→ EXERCISE DIRECTIONS
Filter the records, keeping every line that has the string "CreateProcessingJobRequest".

=== Section Start ===

//! Endpoint domain types

use serde::{Deserialize, Serialize};

/// Status of a hosted endpoint
#[derive(Debug, Clone, Copy, PartialEq, Eq, Serialize, Deserialize)]
pub enum EndpointStatus {
    OutOfService,
    Creating,
    Updating,
    SystemUpdating,
    RollingBack,
    InService,
    Deleting,
    Failed,
}

impl EndpointStatus {
    /// Whether the endpoint is still converging to a stable state
    pub fn is_transitional(&self) -> bool {
        matches!(
            self,
            EndpointStatus::Creating
                | EndpointStatus::Updating
                | EndpointStatus::SystemUpdating
                | EndpointStatus::RollingBack
        )
    }
}

impl std::fmt::Display for EndpointStatus {
    fn fmt(&self, f: &mut std::fmt::Formatter<'_>) -> std::fmt::Result {
        write!(f, "{:?}", self)
    }
}

/// A production variant of an endpoint configuration
#[derive(Debug, Clone, PartialEq, Serialize, Deserialize)]
#[serde(rename_all = "PascalCase")]
pub struct ProductionVariant {
    pub variant_name: String,
    pub model_name: String,
    pub initial_instance_count: u32,
    pub instance_type: String,
    #[serde(default = "default_variant_weight")]
    pub initial_variant_weight: f64,
}

fn default_variant_weight() -> f64 {
    1.0
}
//! Control-plane operations over HTTP

use async_trait::async_trait;
use chrono::DateTime;
use serde::de::DeserializeOwned;
use serde::{Deserialize, Serialize};
use serde_json::{Map, Value, json};

use mlplane_core::domain::candidate::Candidate;
use mlplane_core::domain::description::Description;
use mlplane_core::domain::job::JobKind;
use mlplane_core::domain::log::{LogEntry, LogPage};
use mlplane_core::domain::schedule::{ExecutionSummary, ScheduleSummary};
use mlplane_core::dto::automl::{CreateAutoMlJobRequest, ListCandidatesRequest};
use mlplane_core::dto::endpoint::{CreateEndpointConfigRequest, CreateModelRequest, EndpointRequest};
use mlplane_core::dto::monitoring::{
    CreateMonitoringScheduleRequest, UpdateMonitoringScheduleRequest,
};
use mlplane_core::dto::processing::{CreateProcessingJobRequest, ListJobsFilter};

use super::PlatformClient;
use crate::error::{ClientError, Result};
use crate::session::ControlPlane;

const LOGS_TARGET: &str = "Logs_20140328.FilterLogEvents";

impl PlatformClient {
    /// Collects every page of a list operation
    ///
    /// # Arguments
    /// * `operation` - Control-plane operation name
    /// * `body` - Request body; `NextToken` is added for follow-up pages
    /// * `key` - Response key holding the items
    async fn list_all<T: DeserializeOwned>(
        &self,
        operation: &str,
        mut body: Map<String, Value>,
        key: &str,
    ) -> Result<Vec<T>> {
        let mut items = Vec::new();

        loop {
            let mut page: Map<String, Value> = self.call(operation, &body).await?;

            if let Some(Value::Array(values)) = page.remove(key) {
                for value in values {
                    items.push(serde_json::from_value(value).map_err(|e| {
                        ClientError::ParseError(format!("Invalid entry in {key}: {e}"))
                    })?);
                }
            }

            match page.remove("NextToken") {
                Some(Value::String(token)) if !token.is_empty() => {
                    body.insert("NextToken".to_string(), Value::String(token));
                }
                _ => return Ok(items),
            }
        }
    }

    async fn describe(&self, operation: &str, key: &str, name: &str) -> Result<Description> {
        let value: Value = self.call(operation, &json!({ key: name })).await?;
        Description::from_value(value)
            .ok_or_else(|| ClientError::ParseError(format!("{operation} did not return an object")))
    }
}

fn to_map<T: Serialize>(value: &T) -> Result<Map<String, Value>> {
    match serde_json::to_value(value) {
        Ok(Value::Object(map)) => Ok(map),
        Ok(_) => Ok(Map::new()),
        Err(e) => Err(ClientError::InternalError(format!(
            "Failed to encode request: {e}"
        ))),
    }
}

// =============================================================================
// Job Logs
// =============================================================================

/// Position in a job's log output
///
/// Encoded as `token:<next token>` while the log service hands out tokens
/// and as `after:<epoch millis>` once it stops doing so.
#[derive(Debug, Clone, PartialEq, Eq)]
enum LogCursor {
    Token(String),
    After(i64),
}

impl LogCursor {
    fn parse(cursor: &str) -> Option<Self> {
        if let Some(token) = cursor.strip_prefix("token:") {
            return Some(Self::Token(token.to_string()));
        }
        cursor
            .strip_prefix("after:")
            .and_then(|ms| ms.parse().ok())
            .map(Self::After)
    }

    fn encode(&self) -> String {
        match self {
            Self::Token(token) => format!("token:{token}"),
            Self::After(ms) => format!("after:{ms}"),
        }
    }
}

#[derive(Debug, Serialize)]
#[serde(rename_all = "camelCase")]
struct FilterLogEventsRequest<'a> {
    log_group_name: &'a str,
    log_stream_name_prefix: &'a str,
    #[serde(skip_serializing_if = "Option::is_none")]
    next_token: Option<&'a str>,
    #[serde(skip_serializing_if = "Option::is_none")]
    start_time: Option<i64>,
}

#[derive(Debug, Deserialize)]
#[serde(rename_all = "camelCase")]
struct FilterLogEventsResponse {
    #[serde(default)]
    events: Vec<FilteredLogEvent>,
    next_token: Option<String>,
}

#[derive(Debug, Deserialize)]
#[serde(rename_all = "camelCase")]
struct FilteredLogEvent {
    timestamp: i64,
    log_stream_name: String,
    message: String,
}

#[async_trait]
impl ControlPlane for PlatformClient {
    // =============================================================================
    // Jobs
    // =============================================================================

    async fn create_auto_ml_job(&self, req: &CreateAutoMlJobRequest) -> Result<()> {
        self.call_empty("CreateAutoMLJob", req).await
    }

    async fn create_processing_job(&self, req: &CreateProcessingJobRequest) -> Result<()> {
        self.call_empty("CreateProcessingJob", req).await
    }

    async fn describe_job(&self, kind: JobKind, name: &str) -> Result<Description> {
        let operation = format!("Describe{}", kind.operation_suffix());
        self.describe(&operation, kind.name_key(), name).await
    }

    async fn list_jobs(&self, kind: JobKind, filter: &ListJobsFilter) -> Result<Vec<Description>> {
        let suffix = kind.operation_suffix();
        let mut body = to_map(filter)?;
        body.insert("SortBy".to_string(), json!("CreationTime"));
        body.insert("SortOrder".to_string(), json!("Descending"));

        self.list_all(
            &format!("List{suffix}s"),
            body,
            &format!("{suffix}Summaries"),
        )
        .await
    }

    async fn stop_job(&self, kind: JobKind, name: &str) -> Result<()> {
        let operation = format!("Stop{}", kind.operation_suffix());
        self.call_empty(&operation, &json!({ kind.name_key(): name }))
            .await
    }

    async fn job_logs(&self, kind: JobKind, name: &str, cursor: Option<&str>) -> Result<LogPage> {
        let position = cursor.and_then(LogCursor::parse);
        let request = FilterLogEventsRequest {
            log_group_name: kind.log_group(),
            log_stream_name_prefix: name,
            next_token: match &position {
                Some(LogCursor::Token(token)) => Some(token.as_str()),
                _ => None,
            },
            start_time: match &position {
                Some(LogCursor::After(ms)) => Some(*ms),
                _ => None,
            },
        };

        let response: FilterLogEventsResponse = self.call_target(LOGS_TARGET, &request).await?;

        let next = match (&response.next_token, response.events.last()) {
            (Some(token), _) => Some(LogCursor::Token(token.clone())),
            (None, Some(last)) => Some(LogCursor::After(last.timestamp + 1)),
            (None, None) => position,
        };

        let events = response
            .events
            .into_iter()
            .map(|event| LogEntry {
                timestamp: DateTime::from_timestamp_millis(event.timestamp).unwrap_or_default(),
                log_stream_name: event.log_stream_name,
                message: event.message,
            })
            .collect();

        Ok(LogPage {
            events,
            next_token: next.map(|c| c.encode()),
        })
    }

    async fn list_candidates(&self, req: &ListCandidatesRequest) -> Result<Vec<Candidate>> {
        self.list_all("ListCandidatesForAutoMLJob", to_map(req)?, "Candidates")
            .await
    }

    // =============================================================================
    // Monitoring Schedules
    // =============================================================================

    async fn create_monitoring_schedule(
        &self,
        req: &CreateMonitoringScheduleRequest,
    ) -> Result<()> {
        self.call_empty("CreateMonitoringSchedule", req).await
    }

    async fn update_monitoring_schedule(
        &self,
        req: &UpdateMonitoringScheduleRequest,
    ) -> Result<()> {
        self.call_empty("UpdateMonitoringSchedule", req).await
    }

    async fn describe_monitoring_schedule(&self, name: &str) -> Result<Description> {
        self.describe("DescribeMonitoringSchedule", "MonitoringScheduleName", name)
            .await
    }

    async fn list_monitoring_schedules(
        &self,
        endpoint_name: Option<&str>,
    ) -> Result<Vec<ScheduleSummary>> {
        let mut body = Map::new();
        if let Some(endpoint_name) = endpoint_name {
            body.insert("EndpointName".to_string(), json!(endpoint_name));
        }

        self.list_all(
            "ListMonitoringSchedules",
            body,
            "MonitoringScheduleSummaries",
        )
        .await
    }

    async fn start_monitoring_schedule(&self, name: &str) -> Result<()> {
        self.call_empty(
            "StartMonitoringSchedule",
            &json!({ "MonitoringScheduleName": name }),
        )
        .await
    }

    async fn stop_monitoring_schedule(&self, name: &str) -> Result<()> {
        self.call_empty(
            "StopMonitoringSchedule",
            &json!({ "MonitoringScheduleName": name }),
        )
        .await
    }

    async fn delete_monitoring_schedule(&self, name: &str) -> Result<()> {
        self.call_empty(
            "DeleteMonitoringSchedule",
            &json!({ "MonitoringScheduleName": name }),
        )
        .await
    }

    async fn list_monitoring_executions(
        &self,
        schedule_name: &str,
    ) -> Result<Vec<ExecutionSummary>> {
        let body = to_map(&json!({
            "MonitoringScheduleName": schedule_name,
            "SortBy": "ScheduledTime",
            "SortOrder": "Ascending",
        }))?;

        self.list_all(
            "ListMonitoringExecutions",
            body,
            "MonitoringExecutionSummaries",
        )
        .await
    }

    // =============================================================================
    // Models and Endpoints
    // =============================================================================

    async fn create_model(&self, req: &CreateModelRequest) -> Result<()> {
        self.call_empty("CreateModel", req).await
    }

    async fn delete_model(&self, name: &str) -> Result<()> {
        self.call_empty("DeleteModel", &json!({ "ModelName": name }))
            .await
    }

    async fn create_endpoint_config(&self, req: &CreateEndpointConfigRequest) -> Result<()> {
        self.call_empty("CreateEndpointConfig", req).await
    }

    async fn describe_endpoint_config(&self, name: &str) -> Result<Description> {
        self.describe("DescribeEndpointConfig", "EndpointConfigName", name)
            .await
    }

    async fn delete_endpoint_config(&self, name: &str) -> Result<()> {
        self.call_empty(
            "DeleteEndpointConfig",
            &json!({ "EndpointConfigName": name }),
        )
        .await
    }

    async fn create_endpoint(&self, req: &EndpointRequest) -> Result<()> {
        self.call_empty("CreateEndpoint", req).await
    }

    async fn update_endpoint(&self, req: &EndpointRequest) -> Result<()> {
        self.call_empty("UpdateEndpoint", req).await
    }

    async fn describe_endpoint(&self, name: &str) -> Result<Description> {
        self.describe("DescribeEndpoint", "EndpointName", name)
            .await
    }

    async fn delete_endpoint(&self, name: &str) -> Result<()> {
        self.call_empty("DeleteEndpoint", &json!({ "EndpointName": name }))
            .await
    }
}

=== Section End ===

→ SOLUTION FOR THIS EXERCISE
use mlplane_core::dto::processing::{CreateProcessingJobRequest, ListJobsFilter};
    async fn create_processing_job(&self, req: &CreateProcessingJobRequest) -> Result<()> {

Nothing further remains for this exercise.